Autor/es reacciones

Daniel Gayo Avello

Full Professor at the University of Oviedo in the area of “Computer Languages and Systems”

I think the work is excellent and presents a tremendously astute methodological innovation for studying the effects of algorithmic curation [selection] on social media without the cooperation (or approval) of the platforms themselves. This innovation (using a browser plugin to perform client-side reranking) allows them to overcome a challenge that until now seemed insurmountable: modifying the feed consumed by social media users. This approach allowed them to alter the content seen by the test subjects in real time and also obtain feedback from them. For that reason alone, for opening the door to future independent research without the cooperation of social media platforms, it would already be a very important piece of work.

On the other hand, the experimental design was rigorous in that it was pre-registered and carried out in a real context, i.e., with real users during an election campaign. The sample size was also considerable, and appropriate measures were taken to ensure that the participants were indeed US citizens eligible to vote in those elections. This combination of methodological innovation, experimental robustness and transparency in the conduct of the research makes the work credible and a solid contribution.

The work directly addresses the available evidence, integrating it into the existing literature, notably the studies by Bakshy, Messing and Adamic (2015), Bail et al. (2018) and Altay, Hoes and Wojcieszak (2025).

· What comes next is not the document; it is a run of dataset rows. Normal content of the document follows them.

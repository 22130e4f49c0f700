use regex::Regex;

use crate::foundation::error::{CinemaError, CinemaResult};
use crate::foundation::value::{Descriptor, Value};
use crate::schema::parameter::ParameterSchema;

#[derive(Clone, Debug, PartialEq, Eq)]
enum Segment {
    Literal(String),
    Placeholder(String),
}

/// A compiled file name template such as `"{time}/{theta}_{phi}.png"`.
///
/// `/` in the template produces sub directories. Compilation yields the ordered placeholder
/// names and a parser that recovers placeholder text from a path with any leading directories.
/// The file suffix (text after the last `.` of the final literal) is matched loosely so that
/// documents written with an extension override are still found.
#[derive(Clone, Debug)]
pub struct NamePattern {
    template: String,
    segments: Vec<Segment>,
    placeholders: Vec<String>,
    parser: Regex,
}

impl NamePattern {
    /// Compile `template`.
    pub fn compile(template: &str) -> CinemaResult<Self> {
        let segments = tokenize(template)?;
        let placeholders = segments
            .iter()
            .filter_map(|s| match s {
                Segment::Placeholder(name) => Some(name.clone()),
                Segment::Literal(_) => None,
            })
            .collect();
        let body = regex_body(&segments, |_| "([^/]+?)".to_string());
        let parser = Regex::new(&format!("(?:^|/){body}$"))
            .map_err(|e| CinemaError::schema(format!("name pattern '{template}': {e}")))?;
        Ok(Self {
            template: template.to_string(),
            segments,
            placeholders,
            parser,
        })
    }

    /// The template text.
    pub fn template(&self) -> &str {
        &self.template
    }

    /// Placeholder names in template order (repeats included).
    pub fn placeholders(&self) -> &[String] {
        &self.placeholders
    }

    /// `true` when `name` occurs as a placeholder.
    pub fn has_placeholder(&self, name: &str) -> bool {
        self.placeholders.iter().any(|p| p == name)
    }

    /// Suffix after the last `.` of the template, including the dot.
    pub fn image_type(&self) -> Option<&str> {
        let last = self.template.rsplit('/').next()?;
        last.rfind('.').map(|i| &last[i..])
    }

    /// Substitute descriptor values into the template.
    pub fn format(&self, desc: &Descriptor) -> CinemaResult<String> {
        let mut out = String::new();
        for seg in &self.segments {
            match seg {
                Segment::Literal(text) => out.push_str(text),
                Segment::Placeholder(name) => {
                    let value = desc.get(name).ok_or_else(|| {
                        CinemaError::query(format!(
                            "descriptor has no value for placeholder '{{{name}}}'"
                        ))
                    })?;
                    out.push_str(&value.to_string());
                }
            }
        }
        Ok(out)
    }

    /// Glob form of `query`: `*` for every placeholder the query leaves open.
    pub fn glob(&self, query: &Descriptor) -> String {
        self.segments
            .iter()
            .map(|seg| match seg {
                Segment::Literal(text) => text.clone(),
                Segment::Placeholder(name) => query
                    .get(name)
                    .map_or_else(|| "*".to_string(), ToString::to_string),
            })
            .collect()
    }

    /// Matcher for store-relative paths selected by [`NamePattern::glob`].
    ///
    /// Unlike a textual glob, substituted values are matched literally and `*` never crosses
    /// a directory separator.
    pub fn matcher(&self, query: &Descriptor) -> CinemaResult<Regex> {
        let body = regex_body(&self.segments, |name| match query.get(name) {
            Some(v) => regex::escape(&v.to_string()),
            None => "[^/]*".to_string(),
        });
        Regex::new(&format!("^{body}$"))
            .map_err(|e| CinemaError::query(format!("query over '{}': {e}", self.template)))
    }

    /// Recover placeholder text from `path` (using `/` separators).
    ///
    /// Every placeholder matches as little as possible, so a value containing the literal
    /// that follows it is split early. [`NamePattern::schema_parser`] avoids that for
    /// registered parameters.
    pub fn parse<'p>(&self, path: &'p str) -> Option<Vec<(&str, &'p str)>> {
        self.captures(&self.parser, path)
    }

    /// Path parser that tries each registered parameter's domain spellings (longest first)
    /// before falling back to the generic component match.
    pub fn schema_parser(&self, schema: &ParameterSchema) -> CinemaResult<Regex> {
        let body = regex_body(&self.segments, |name| match schema.get(name) {
            Some(param) => {
                let mut texts: Vec<String> = param.values.iter().map(ToString::to_string).collect();
                texts.sort_by(|a, b| b.len().cmp(&a.len()).then_with(|| a.cmp(b)));
                texts.dedup();
                let alternatives: Vec<String> = texts.iter().map(|t| regex::escape(t)).collect();
                format!("({}|[^/]+?)", alternatives.join("|"))
            }
            None => "([^/]+?)".to_string(),
        });
        Regex::new(&format!("(?:^|/){body}$"))
            .map_err(|e| CinemaError::schema(format!("name pattern '{}': {e}", self.template)))
    }

    /// Recover a descriptor from `path`, mapping text back onto schema domains.
    ///
    /// Text that is not a domain value (or belongs to an unregistered placeholder) is kept
    /// as a number when it parses as one, else as text.
    pub fn descriptor_for(&self, path: &str, schema: &ParameterSchema) -> Option<Descriptor> {
        let parser = self.schema_parser(schema).ok()?;
        self.descriptor_with(&parser, path, schema)
    }

    /// [`NamePattern::descriptor_for`] with a parser built once by
    /// [`NamePattern::schema_parser`].
    pub fn descriptor_with(
        &self,
        parser: &Regex,
        path: &str,
        schema: &ParameterSchema,
    ) -> Option<Descriptor> {
        let parts = self.captures(parser, path)?;
        Some(
            parts
                .into_iter()
                .map(|(name, text)| {
                    let value = schema
                        .get(name)
                        .and_then(|p| p.value_for_component(text))
                        .cloned()
                        .unwrap_or_else(|| Value::parse_component(text));
                    (name.to_string(), value)
                })
                .collect(),
        )
    }

    fn captures<'p>(&self, parser: &Regex, path: &'p str) -> Option<Vec<(&str, &'p str)>> {
        let caps = parser.captures(path)?;
        Some(
            self.placeholders
                .iter()
                .enumerate()
                .filter_map(|(i, name)| caps.get(i + 1).map(|m| (name.as_str(), m.as_str())))
                .collect(),
        )
    }
}

fn tokenize(template: &str) -> CinemaResult<Vec<Segment>> {
    if template.trim().is_empty() {
        return Err(CinemaError::schema("name pattern must be non-empty"));
    }
    let mut segments = Vec::new();
    let mut literal = String::new();
    let mut chars = template.chars();
    while let Some(c) = chars.next() {
        match c {
            '{' => {
                let mut name = String::new();
                let mut closed = false;
                for c in chars.by_ref() {
                    if c == '}' {
                        closed = true;
                        break;
                    }
                    if c == '{' {
                        break;
                    }
                    name.push(c);
                }
                if !closed || name.trim().is_empty() {
                    return Err(CinemaError::schema(format!(
                        "name pattern '{template}' has a malformed placeholder"
                    )));
                }
                if !literal.is_empty() {
                    segments.push(Segment::Literal(std::mem::take(&mut literal)));
                }
                segments.push(Segment::Placeholder(name));
            }
            '}' => {
                return Err(CinemaError::schema(format!(
                    "name pattern '{template}' has an unmatched '}}'"
                )));
            }
            c => literal.push(c),
        }
    }
    if !literal.is_empty() {
        segments.push(Segment::Literal(literal));
    }
    Ok(segments)
}

fn regex_body(segments: &[Segment], mut placeholder: impl FnMut(&str) -> String) -> String {
    let mut out = String::new();
    let last = segments.len().saturating_sub(1);
    for (i, seg) in segments.iter().enumerate() {
        match seg {
            Segment::Literal(text) if i == last => out.push_str(&loose_suffix(text)),
            Segment::Literal(text) => out.push_str(&regex::escape(text)),
            Segment::Placeholder(name) => out.push_str(&placeholder(name)),
        }
    }
    out
}

fn loose_suffix(text: &str) -> String {
    let file_part = text.rsplit('/').next().unwrap_or(text);
    match file_part.rfind('.') {
        Some(dot) if dot + 1 < file_part.len() => {
            let split = text.len() - file_part.len() + dot;
            format!(r"{}\.[^/.]+", regex::escape(&text[..split]))
        }
        _ => regex::escape(text),
    }
}

#[cfg(test)]
#[path = "../../tests/unit/store/pattern.rs"]
mod tests;
use std::path::{Path, PathBuf};

use anyhow::Context as _;
use clap::{Parser, Subcommand};
use tracing_subscriber::EnvFilter;

use cinema::{
    Descriptor, DescriptorTrack, Document, Explorer, FileStore, FnTrack, MetadataTrack, Payload,
    SingleFileStore, Store, Track, Value, format_descriptor, make_parameter,
};

#[derive(Parser, Debug)]
#[command(name = "cinema", version)]
struct Cli {
    #[command(subcommand)]
    cmd: Command,
}

#[derive(Subcommand, Debug)]
enum Command {
    /// Summarize a store's schema file.
    Info(InfoArgs),
    /// List the documents matching a partial descriptor.
    Find(FindArgs),
    /// Populate a small demonstration store.
    Demo(DemoArgs),
}

#[derive(Parser, Debug)]
struct InfoArgs {
    /// Store schema file (`info.json`).
    info: PathBuf,
}

#[derive(Parser, Debug)]
struct FindArgs {
    /// Store schema file (`info.json`).
    info: PathBuf,

    /// Restrict a parameter, as `name=value`. Repeatable.
    #[arg(long = "where", value_parser = parse_assignment)]
    conditions: Vec<(String, String)>,

    /// Print one JSON object per document instead of text lines.
    #[arg(long)]
    json: bool,
}

#[derive(Parser, Debug)]
struct DemoArgs {
    /// Directory to create the store in.
    dir: PathBuf,

    /// Pack images into one volume instead of writing one text file per document.
    #[arg(long)]
    single_file: bool,
}

fn main() -> anyhow::Result<()> {
    tracing_subscriber::fmt()
        .with_env_filter(
            EnvFilter::try_from_default_env().unwrap_or_else(|_| EnvFilter::new("info")),
        )
        .with_writer(std::io::stderr)
        .with_target(false)
        .init();

    let cli = Cli::parse();
    match cli.cmd {
        Command::Info(args) => cmd_info(args),
        Command::Find(args) => cmd_find(args),
        Command::Demo(args) => cmd_demo(args),
    }
}

fn parse_assignment(s: &str) -> Result<(String, String), String> {
    match s.split_once('=') {
        Some((name, value)) if !name.is_empty() => Ok((name.to_string(), value.to_string())),
        _ => Err(format!("expected name=value, got '{s}'")),
    }
}

fn open(path: &Path) -> anyhow::Result<Box<dyn Store>> {
    cinema::open_store(path).with_context(|| format!("open store '{}'", path.display()))
}

fn cmd_info(args: InfoArgs) -> anyhow::Result<()> {
    let store = open(&args.info)?;
    let info = store.core().info();

    println!(
        "store: {} ({})",
        args.info.display(),
        info.store_type().unwrap_or("FS")
    );
    if let Some(pattern) = &info.name_pattern {
        println!("pattern: {pattern}");
    }
    println!("parameters:");
    for (name, p) in store.parameters().iter() {
        let values: Vec<String> = p.values.iter().map(ToString::to_string).collect();
        println!(
            "  {name}: [{}] default {} ({})",
            values.join(", "),
            p.default,
            p.kind.as_str()
        );
    }
    let graph = store.associations();
    if !graph.is_empty() {
        println!("dependencies:");
        for dependent in graph.dependents() {
            for (controller, allowed) in graph.controllers(dependent) {
                let allowed: Vec<String> = allowed.iter().map(ToString::to_string).collect();
                println!("  {dependent} <- {controller} in [{}]", allowed.join(", "));
            }
        }
    }
    if let Some(meta) = store.metadata() {
        println!("metadata: {}", serde_json::Value::Object(meta.clone()));
    }
    Ok(())
}

fn cmd_find(args: FindArgs) -> anyhow::Result<()> {
    let store = open(&args.info)?;

    let mut query = Descriptor::new();
    for (name, text) in &args.conditions {
        let param = store.get_parameter(name)?;
        let value = param
            .value_for_component(text)
            .cloned()
            .unwrap_or_else(|| Value::parse_component(text));
        query.insert(name.clone(), value);
    }

    let mut count = 0usize;
    for doc in store.find(&query)? {
        let doc = doc?;
        if args.json {
            let line = serde_json::json!({
                "descriptor": doc.descriptor(),
                "attributes": doc.attributes,
                "payload": summarize(&doc),
            });
            println!("{line}");
        } else {
            println!("{}\t{}", format_descriptor(doc.descriptor()), summarize(&doc));
        }
        count += 1;
    }
    eprintln!("{count} document(s)");
    Ok(())
}

fn summarize(doc: &Document) -> String {
    match &doc.data {
        None => "-".to_string(),
        Some(Payload::Image(img)) => format!("{}x{} image", img.width(), img.height()),
        Some(payload) => match doc.text() {
            Some(text) => text.to_string(),
            None => format!("{} bytes", payload.len()),
        },
    }
}

fn cmd_demo(args: DemoArgs) -> anyhow::Result<()> {
    std::fs::create_dir_all(&args.dir)
        .with_context(|| format!("create store dir '{}'", args.dir.display()))?;
    let info = args.dir.join("info.json");

    let stats = if args.single_file {
        let mut store = SingleFileStore::new(&info);
        for name in ["phi", "theta"] {
            store.add_parameter(name, make_parameter(name, [60, 90, 120, 150])?)?;
        }
        store.create()?;
        let tracks: Vec<Box<dyn Track>> = vec![
            Box::new(MetadataTrack::image_stack()),
            Box::new(FnTrack::new(render_swatch)),
        ];
        Explorer::for_all(&mut store, tracks).explore(None)?
    } else {
        let mut store = FileStore::new(&info);
        store.add_parameter("theta", make_parameter("theta", [0, 10, 20, 30, 40])?)?;
        store.add_parameter("phi", make_parameter("phi", [0, 10, 20])?)?;
        store.set_filename_pattern("{theta}/{phi}.txt")?;
        store.create()?;
        Explorer::for_all(&mut store, vec![Box::new(DescriptorTrack)]).explore(None)?
    };

    eprintln!(
        "wrote {} document(s) to {}",
        stats.documents,
        info.display()
    );
    Ok(())
}

/// Solid 8x8 swatch whose color encodes the camera angles.
fn render_swatch(doc: &mut Document) -> cinema::CinemaResult<()> {
    let channel = |name: &str| {
        doc.descriptor()
            .get(name)
            .and_then(Value::as_f64)
            .map_or(0, |deg| (deg / 150.0 * 255.0) as u8)
    };
    let rgb = image::Rgb([channel("phi"), channel("theta"), 128]);
    doc.data = Some(image::RgbImage::from_pixel(8, 8, rgb).into());
    Ok(())
}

However, the most interesting aspect of this article is the way in which it directly challenges the results of the study carried out by a large team of researchers in collaboration with Meta to analyse the impact of Facebook and Instagram on elections (Guess et al., 2023). While Guess et al. argued that changing the feed (chronological ordering vs. algorithmic curation) had no significant impact on user polarisation, the new work shows that algorithmic decisions do have a substantial impact when the presence of content promoting anti-democratic attitudes or animosity towards opponents is significantly reduced (or increased). Moreover, the new study shows a clear causal relationship, such that altering exposure to such content also alters emotions and perceptions regarding the opposing political group.

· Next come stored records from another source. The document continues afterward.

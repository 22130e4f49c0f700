use crate::foundation::value::{Descriptor, Value};

/// Odometer-order Cartesian product over named value domains.
///
/// Yields `(index, descriptor)` with `index` counting from 0 across the full product. An empty
/// axis list yields exactly one empty descriptor; any empty domain yields nothing.
#[derive(Clone, Debug)]
pub struct Combinations {
    axes: Vec<(String, Vec<Value>)>,
    cursor: Vec<usize>,
    next_index: usize,
    done: bool,
}

impl Combinations {
    /// Product over `axes`, the last axis varying fastest.
    pub fn new(axes: Vec<(String, Vec<Value>)>) -> Self {
        let done = axes.iter().any(|(_, vals)| vals.is_empty());
        Self {
            cursor: vec![0; axes.len()],
            axes,
            next_index: 0,
            done,
        }
    }

    /// Total number of combinations in the product.
    pub fn total(&self) -> usize {
        self.axes.iter().map(|(_, vals)| vals.len()).product()
    }

    fn advance(&mut self) {
        for i in (0..self.cursor.len()).rev() {
            if self.cursor[i] + 1 < self.axes[i].1.len() {
                self.cursor[i] += 1;
                return;
            }
            self.cursor[i] = 0;
        }
        self.done = true;
    }
}

impl Iterator for Combinations {
    type Item = (usize, Descriptor);

    fn next(&mut self) -> Option<Self::Item> {
        if self.done {
            return None;
        }
        let desc: Descriptor = self
            .axes
            .iter()
            .zip(&self.cursor)
            .map(|((name, vals), &i)| (name.clone(), vals[i].clone()))
            .collect();
        let index = self.next_index;
        self.next_index += 1;
        self.advance();
        Some((index, desc))
    }
}
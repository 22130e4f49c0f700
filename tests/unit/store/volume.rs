use super::*;

fn temp_dir(name: &str) -> std::path::PathBuf {
    std::env::temp_dir().join(format!(
        "cinema_{name}_{}_{}",
        std::process::id(),
        std::time::SystemTime::now()
            .duration_since(std::time::UNIX_EPOCH)
            .unwrap()
            .as_nanos()
    ))
}

fn solid(w: u32, h: u32, rgb: [u8; 3]) -> image::RgbImage {
    image::RgbImage::from_pixel(w, h, image::Rgb(rgb))
}

#[test]
fn new_volume_is_zero_filled() {
    let v = Volume::new(2, 3, 4).unwrap();
    assert_eq!(v.slices(), 4);
    let s = v.slice(3).unwrap();
    assert_eq!(s.dimensions(), (2, 3));
    assert!(s.as_raw().iter().all(|&b| b == 0));
    assert!(v.slice(4).is_none());
}

#[test]
fn write_slice_touches_only_its_plane() {
    let mut v = Volume::new(2, 2, 3).unwrap();
    v.write_slice(1, &solid(2, 2, [9, 8, 7])).unwrap();
    assert_eq!(v.slice(1).unwrap(), solid(2, 2, [9, 8, 7]));
    assert_eq!(v.slice(0).unwrap(), solid(2, 2, [0, 0, 0]));
    assert_eq!(v.slice(2).unwrap(), solid(2, 2, [0, 0, 0]));
}

#[test]
fn write_slice_rejects_wrong_dimensions_and_index() {
    let mut v = Volume::new(2, 2, 1).unwrap();
    assert!(matches!(
        v.write_slice(0, &solid(3, 2, [1, 1, 1])),
        Err(CinemaError::Payload(_))
    ));
    assert!(matches!(
        v.write_slice(1, &solid(2, 2, [1, 1, 1])),
        Err(CinemaError::Query(_))
    ));
}

#[test]
fn file_roundtrip_and_direct_offset_reads() {
    let dir = temp_dir("volume_roundtrip");
    std::fs::create_dir_all(&dir).unwrap();
    let path = dir.join("data.raw");

    let mut v = Volume::new(4, 2, 5).unwrap();
    v.write_slice(3, &solid(4, 2, [10, 20, 30])).unwrap();
    v.write_to(&path).unwrap();

    let back = Volume::read_from(&path).unwrap();
    assert_eq!(back, v);

    let mut reader = VolumeReader::open(&path).unwrap();
    assert_eq!(reader.dimensions(), (4, 2));
    assert_eq!(reader.slices(), 5);
    assert_eq!(reader.read_slice(3).unwrap(), solid(4, 2, [10, 20, 30]));
    assert_eq!(reader.read_slice(0).unwrap(), solid(4, 2, [0, 0, 0]));
    assert!(reader.read_slice(5).is_err());

    std::fs::remove_dir_all(&dir).ok();
}

#[test]
fn foreign_files_are_rejected() {
    let dir = temp_dir("volume_foreign");
    std::fs::create_dir_all(&dir).unwrap();
    let path = dir.join("data.raw");
    std::fs::write(&path, b"NOTAVOLUME_AT_ALL_PADDING").unwrap();
    assert!(matches!(
        VolumeReader::open(&path),
        Err(CinemaError::Payload(_))
    ));
    std::fs::remove_dir_all(&dir).ok();
}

The implications are clear:

  1. it appears to contradict the results of a study that had the approval of the platform under investigation;
  2. its methodology opens the door to external audits and replicable experiments, not only by researchers but also by journalists or public administrations;
  3. it clearly establishes a causal relationship and quantifies the magnitude of the effect;
  4. by linking problematic content with greater engagement, it points to a powerful incentive for platforms not to want to mitigate polarisation;
  5. future studies using similar methodologies could favour the establishment of regulatory policies aimed at designing algorithms that not only optimise such engagement but also minimise undesirable impacts on society.

Of course, the study has several important limitations that must be taken into account. First, its scope is restricted to a very specific context: X/Twitter users during a highly polarised election period in the US and over a fairly short interval. This raises questions about the generalisability of the results to other platforms, times, or different cultural and political contexts. Furthermore, the need to install a browser plugin introduces potential biases, as only users who consumed X/Twitter via the web (rather than the app) and who were willing to alter their user experience participated, which may not reflect the general population.

Finally, although the effects detected are significant, the duration of these effects and their real impact on voting or other forms of citizen participation are unclear. This does not invalidate the study; it simply implies that further research is needed on more platforms, in different contexts and countries, as well as longitudinal studies that also measure the impact on other metrics, such as institutional trust, participation or the quality of democratic discourse, for which multidisciplinary teams would be required.